INFORMATION SUPPLIED -
//! Repository for the `outputs` table.
//!
//! The table is keyed UNIQUE (job_id, product_id); every write goes
//! through [`OutputRepo::upsert`] so reruns of a job converge on one
//! row per product instead of accumulating duplicates.

use sqlx::PgPool;

use feedframe_core::types::DbId;

use crate::models::output::{Output, OutputListQuery};

/// Column list for `outputs` queries.
const COLUMNS: &str = "id, job_id, product_id, source_image_url, result_path, created_at";

/// Maximum page size for output listing.
const MAX_LIMIT: i64 = 100;

/// Default page size for output listing.
const DEFAULT_LIMIT: i64 = 50;

/// Provides write and query operations for per-entry composite outputs.
pub struct OutputRepo;

impl OutputRepo {
    /// Insert or overwrite the record at (job_id, product_id).
    ///
    /// `result_path` is `None` when the entry failed to composite; the
    /// failure is recorded, not dropped. `created_at` is refreshed on
    /// overwrite so newest-first ordering reflects the latest run.
    /// Duplicate product ids within one feed resolve to last-write-wins.
    pub async fn upsert(
        pool: &PgPool,
        job_id: DbId,
        product_id: &str,
        source_image_url: &str,
        result_path: Option<&str>,
    ) -> Result<Output, sqlx::Error> {
        let query = format!(
            "INSERT INTO outputs (job_id, product_id, source_image_url, result_path) \
             VALUES ($1, $2, $3, $4) \
             ON CONFLICT (job_id, product_id) DO UPDATE \
             SET source_image_url = EXCLUDED.source_image_url, \
                 result_path = EXCLUDED.result_path, \
                 created_at = NOW() \
             RETURNING {COLUMNS}"
        );
        sqlx::query_as::<_, Output>(&query)
            .bind(job_id)
            .bind(product_id)
            .bind(source_image_url)
            .bind(result_path)
            .fetch_one(pool)
            .await
    }

    /// Find an output by its ID.
    pub async fn find_by_id(pool: &PgPool, id: DbId) -> Result<Option<Output>, sqlx::Error> {
        let query = format!("SELECT {COLUMNS} FROM outputs WHERE id = $1");
        sqlx::query_as::<_, Output>(&query)
            .bind(id)
            .fetch_optional(pool)
            .await
    }

    /// List one job's outputs, newest first, with an optional
    /// case-insensitive substring filter on `product_id`.
    ///
    /// Returns the bounded page together with the total match count so
    /// callers can paginate.
    pub async fn list(
        pool: &PgPool,
        job_id: DbId,
        params: &OutputListQuery,
    ) -> Result<(Vec<Output>, i64), sqlx::Error> {
        let limit = params.limit.unwrap_or(DEFAULT_LIMIT).clamp(0, MAX_LIMIT);
        let offset = params.offset.unwrap_or(0).max(0);
        let search = params
            .search
            .as_deref()
            .filter(|s| !s.is_empty())
            .map(|s| format!("%{s}%"));

        let filter = if search.is_some() {
            "AND product_id ILIKE $2"
        } else {
            ""
        };

        let count_query = format!("SELECT COUNT(*) FROM outputs WHERE job_id = $1 {filter}");
        let mut count_q = sqlx::query_scalar::<_, i64>(&count_query).bind(job_id);
        if let Some(ref pattern) = search {
            count_q = count_q.bind(pattern);
        }
        let total = count_q.fetch_one(pool).await?;

        let (limit_idx, offset_idx) = if search.is_some() { (3, 4) } else { (2, 3) };
        let page_query = format!(
            "SELECT {COLUMNS} FROM outputs \
             WHERE job_id = $1 {filter} \
             ORDER BY created_at DESC, id DESC \
             LIMIT ${limit_idx} OFFSET ${offset_idx}"
        );
        let mut page_q = sqlx::query_as::<_, Output>(&page_query).bind(job_id);
        if let Some(ref pattern) = search {
            page_q = page_q.bind(pattern);
        }
        let page = page_q.bind(limit).bind(offset).fetch_all(pool).await?;

        Ok((page, total))
    }

    /// Delete an output row, returning the deleted row so the caller
    /// can remove its backing bytes. Deleting an id that is already
    /// gone returns `None` and is not an error.
    pub async fn delete(pool: &PgPool, id: DbId) -> Result<Option<Output>, sqlx::Error> {
        let query = format!("DELETE FROM outputs WHERE id = $1 RETURNING {COLUMNS}");
        sqlx::query_as::<_, Output>(&query)
            .bind(id)
            .fetch_optional(pool)
            .await
    }

    /// Remove every output belonging to `job_id`. Explicit batch
    /// operation invoked when the job itself is deleted; returns the
    /// number of rows removed.
    pub async fn delete_all_for_job(pool: &PgPool, job_id: DbId) -> Result<u64, sqlx::Error> {
        let result = sqlx::query("DELETE FROM outputs WHERE job_id = $1")
            .bind(job_id)
            .execute(pool)
            .await?;
        let removed = result.rows_affected();
        tracing::debug!(job_id, removed, "Removed all outputs for job");
        Ok(removed)
    }
}
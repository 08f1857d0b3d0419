//! Repository for the `jobs` table.

use sqlx::PgPool;

use feedframe_core::rect::PlacementRect;
use feedframe_core::types::DbId;

use crate::models::job::{CreateJob, Job};

/// Column list for `jobs` queries.
const COLUMNS: &str = "id, name, owner_id, template_path, feed_url, placement, created_at";

/// Provides CRUD operations for job definitions.
pub struct JobRepo;

impl JobRepo {
    /// Create a new job owned by `owner_id`.
    pub async fn create(
        pool: &PgPool,
        owner_id: DbId,
        input: &CreateJob,
    ) -> Result<Job, sqlx::Error> {
        let placement = input.placement.map(|rect| rect.to_json());

        let query = format!(
            "INSERT INTO jobs (name, owner_id, template_path, feed_url, placement) \
             VALUES ($1, $2, $3, $4, $5) \
             RETURNING {COLUMNS}"
        );
        sqlx::query_as::<_, Job>(&query)
            .bind(&input.name)
            .bind(owner_id)
            .bind(&input.template_path)
            .bind(&input.feed_url)
            .bind(placement)
            .fetch_one(pool)
            .await
    }

    /// Find a job by its ID.
    pub async fn find_by_id(pool: &PgPool, id: DbId) -> Result<Option<Job>, sqlx::Error> {
        let query = format!("SELECT {COLUMNS} FROM jobs WHERE id = $1");
        sqlx::query_as::<_, Job>(&query)
            .bind(id)
            .fetch_optional(pool)
            .await
    }

    /// Replace the placement rect. Returns the updated job, or `None`
    /// if it does not exist.
    pub async fn set_placement(
        pool: &PgPool,
        id: DbId,
        rect: PlacementRect,
    ) -> Result<Option<Job>, sqlx::Error> {
        let placement = rect.to_json();

        let query = format!(
            "UPDATE jobs SET placement = $2 WHERE id = $1 RETURNING {COLUMNS}"
        );
        sqlx::query_as::<_, Job>(&query)
            .bind(id)
            .bind(placement)
            .fetch_optional(pool)
            .await
    }

    /// Delete a job row. Returns `true` if a row was deleted.
    ///
    /// Callers must remove the job's outputs first
    /// (`OutputRepo::delete_all_for_job`); there is no cascade.
    pub async fn delete(pool: &PgPool, id: DbId) -> Result<bool, sqlx::Error> {
        let result = sqlx::query("DELETE FROM jobs WHERE id = $1")
            .bind(id)
            .execute(pool)
            .await?;
        Ok(result.rows_affected() > 0)
    }
}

TASK DESCRIPTION - Scan the records above and show every line in which the word "name" occurs.

RESPONSE FOR THIS EXERCISE -
const COLUMNS: &str = "id, name, owner_id, template_path, feed_url, placement, created_at";
            "INSERT INTO jobs (name, owner_id, template_path, feed_url, placement) \
            .bind(&input.name)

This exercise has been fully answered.